The COVID-19 pandemic erased decades of academic progress and widened disparities in most states, according to test results released from The National Assessment of Educational Progress this week.
In math, the “steepest decline ever recorded” showed that math scores fell in nearly every state, according to The New York Times. Only 26 percent of eighth graders were recorded as “proficient” in math, down from 34 percent in 2019.
Forty-one states saw math scores decline for fourth graders. Only 36 percent of fourth graders were “proficient” in math, down from 41 percent:
In eighth-grade math, the average score fell in all but one state. Seventeen states and the District of Columbia experienced double-digit drops, including higher-performing states like Massachusetts and New Jersey, and lower-performing states like Oklahoma and New Mexico. Utah was the only state where the eighth-grade math declines were not deemed statistically significant.
Places like Delaware, Maryland and Washington, D.C., fell by double digits in both fourth- and eighth-grade math.
In reading, a “downward trend” that that pre-dated the pandemic was exacerbated in the last two years.
“No state showed sizable improvement in reading. And only about one in three students met proficiency standards, a designation that means students have demonstrated competency and are on track for future success,” The Times reported. Only 31 percent of eighth graders were proficient in reading.
For fourth graders, in both math and reading, students in the bottom 25th percentile “lost more ground” compared to their peers at the top of the class. This means that low-performing students are even farther behind.
In a survey included in the test, only half of fourth graders who were low performing in math said they had access to a computer at all times during the 2020-21 school year, compared with 80 percent of high-performing students.
Similarly, 70 percent said they had a quiet place to work at least some of the time, compared with 90 percent for high performers.
The exam is administered by federal officials and is more rigorous than most state tests. It sampled 450,000 fourth and eighth graders in more than 10,000 schools.
“I want to be very clear: The results in today’s nation’s report card are appalling and unacceptable,” Secretary of Education Miguel Cardona said in a statement. “This is a moment of truth for education. How we respond to this will determine not only our recovery, but our nation’s standing in the world.”

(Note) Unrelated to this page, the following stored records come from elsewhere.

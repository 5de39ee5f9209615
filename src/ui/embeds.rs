use serenity::{
    all::Timestamp,
    builder::{CreateEmbed, CreateEmbedFooter},
};
use std::{fmt::Write as _, time::Duration};

use crate::audio::{queue::QueuePage, PlayState, RepeatMode, SessionSnapshot};

/// Shared colour palette for every embed
pub mod colors {
    use serenity::all::Colour;

    pub const SUCCESS_GREEN: Colour = Colour::from_rgb(67, 181, 129);
    pub const ERROR_RED: Colour = Colour::from_rgb(220, 53, 69);
    pub const WARNING_ORANGE: Colour = Colour::from_rgb(255, 193, 7);
    pub const INFO_BLUE: Colour = Colour::from_rgb(52, 144, 220);
    pub const NEUTRAL_GRAY: Colour = Colour::from_rgb(108, 117, 125);
}

const STANDARD_FOOTER: &str = "🎵 Voice Jukebox";

fn state_label(state: PlayState) -> &'static str {
    match state {
        PlayState::Playing => "▶️ Playing",
        PlayState::Paused => "⏸️ Paused",
        PlayState::Idle => "⏹️ Idle",
    }
}

fn repeat_emoji(mode: RepeatMode) -> &'static str {
    match mode {
        RepeatMode::Off => "➡️",
        RepeatMode::RepeatOne => "🔂",
        RepeatMode::RepeatAll => "🔁",
    }
}

/// Now-playing panel for a session.
pub fn now_playing_embed(snapshot: &SessionSnapshot) -> CreateEmbed {
    let Some(track) = &snapshot.current else {
        return CreateEmbed::default()
            .title("🎵 Now Playing")
            .description("Nothing is playing right now.")
            .color(colors::NEUTRAL_GRAY)
            .footer(CreateEmbedFooter::new(STANDARD_FOOTER));
    };

    let color = match snapshot.play_state {
        PlayState::Playing => colors::SUCCESS_GREEN,
        PlayState::Paused => colors::WARNING_ORANGE,
        PlayState::Idle => colors::NEUTRAL_GRAY,
    };

    let mut embed = CreateEmbed::default()
        .title("🎵 Now Playing")
        .description(format!("**[{}]({})**", track.title, track.page_url))
        .color(color)
        .field("👤 Requested by", format!("<@{}>", track.requester), true)
        .field("📡 State", state_label(snapshot.play_state), true)
        .field(
            "🔁 Repeat",
            format!("{} {}", repeat_emoji(snapshot.repeat_mode), snapshot.repeat_mode),
            true,
        )
        .field("🔊 Volume", format!("{}%", snapshot.volume_percent()), true)
        .field("⏱️ Elapsed", format_duration(snapshot.position), true)
        .field("📋 Up next", up_next(snapshot), true);

    if let Some(thumbnail) = &track.thumbnail {
        embed = embed.thumbnail(thumbnail);
    }

    embed
        .timestamp(Timestamp::now())
        .footer(CreateEmbedFooter::new(STANDARD_FOOTER))
}

fn up_next(snapshot: &SessionSnapshot) -> String {
    match snapshot.queue.first() {
        Some(next) if snapshot.queue.len() > 1 => {
            format!("{} (+{} more)", next.title, snapshot.queue.len() - 1)
        }
        Some(next) => next.title.clone(),
        None => "Nothing queued".to_string(),
    }
}

/// Queue panel showing one page of pending tracks.
pub fn queue_embed(snapshot: &SessionSnapshot, page: &QueuePage) -> CreateEmbed {
    let mut embed = CreateEmbed::default()
        .title("📋 Queue")
        .color(colors::INFO_BLUE);

    if let Some(current) = &snapshot.current {
        embed = embed.field(
            format!("{} Now playing", repeat_emoji(snapshot.repeat_mode)),
            format!("**{}**", current.title),
            false,
        );
    }

    if page.total_items == 0 {
        return embed
            .description("😴 **The queue is empty**\n\n💡 Use `/play <song>` to add music")
            .color(colors::NEUTRAL_GRAY)
            .footer(CreateEmbedFooter::new(STANDARD_FOOTER))
            .timestamp(Timestamp::now());
    }

    embed
        .description(queue_listing(page))
        .footer(CreateEmbedFooter::new(format!(
            "Page {} / {} • {} tracks",
            page.page + 1,
            page.total_pages,
            page.total_items
        )))
        .timestamp(Timestamp::now())
}

/// Numbered list of a page's entries plus the overflow line.
pub fn queue_listing(page: &QueuePage) -> String {
    let mut listing = String::new();
    for (position, track) in &page.entries {
        let _ = writeln!(listing, "**{}**. {} • <@{}>", position, track.title, track.requester);
    }

    let remaining = page.remaining_after();
    if remaining > 0 {
        let _ = write!(listing, "...and {} more", remaining);
    }
    listing
}

/// Plain notice posted to the channel; failures render in red.
pub fn notice_embed(message: &str) -> CreateEmbed {
    let color = if message.starts_with('❌') || message.starts_with('⚠') {
        colors::ERROR_RED
    } else {
        colors::INFO_BLUE
    };

    CreateEmbed::default()
        .description(message)
        .color(color)
        .timestamp(Timestamp::now())
        .footer(CreateEmbedFooter::new(STANDARD_FOOTER))
}

/// Formats a duration as `m:ss`, or `h:mm:ss` past an hour
pub fn format_duration(duration: Duration) -> String {
    let total_seconds = duration.as_secs();
    let hours = total_seconds / 3600;
    let minutes = (total_seconds % 3600) / 60;
    let seconds = total_seconds % 60;

    if hours > 0 {
        format!("{}:{:02}:{:02}", hours, minutes, seconds)
    } else {
        format!("{}:{:02}", minutes, seconds)
    }
}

In an interview with the Associated Press, Peggy Carr, the commissioner of the National Center for Education Statistics, said that the results are “a serious wakeup call for us all.”
Former North Carolina Gov. Beverly Perdue, chair of the National Assessment Governing Board, told Politico that “there are no winners. There are no losers. There are losses among all states and all grades.”
"These numbers prove that American parents’ concerns about their children’s education during the pandemic weren’t speculative – but in fact, perfectly valid,” Nicki Neily, the president of Parents Defending Education, told Townhall in a statement.
“American students were the subject of a years-long social experiment that will impact our country’s economy for decades to come. It’s time to hold the education bureaucrats, activists, and public health officials who mocked, shamed, and derided families accountable for their decisions – and refuse to cede them any further authority (or funds) going forward,” she added.
"This plunge in academic outcomes was predictable because people in positions of power allowed teachers unions and other fear mongering influencers to put children last. We knew prolonged school closures and masking would have catastrophic effects on children. And now we have more evidence that they did,” PDE Director of Outreach Erika Sanzi told Townhall.
Since the onset of the pandemic, students have had their education disrupted by lockdowns, virtual learning, and recently, teacher strikes. Townhall has covered how low academic performance, chronic absenteeism and mental health challenges have become prevalent among students as a result. A study from the U.S. Centers for Disease Control and Prevention found that more than 40 percent of teens felt “sad or hopeless” during the pandemic.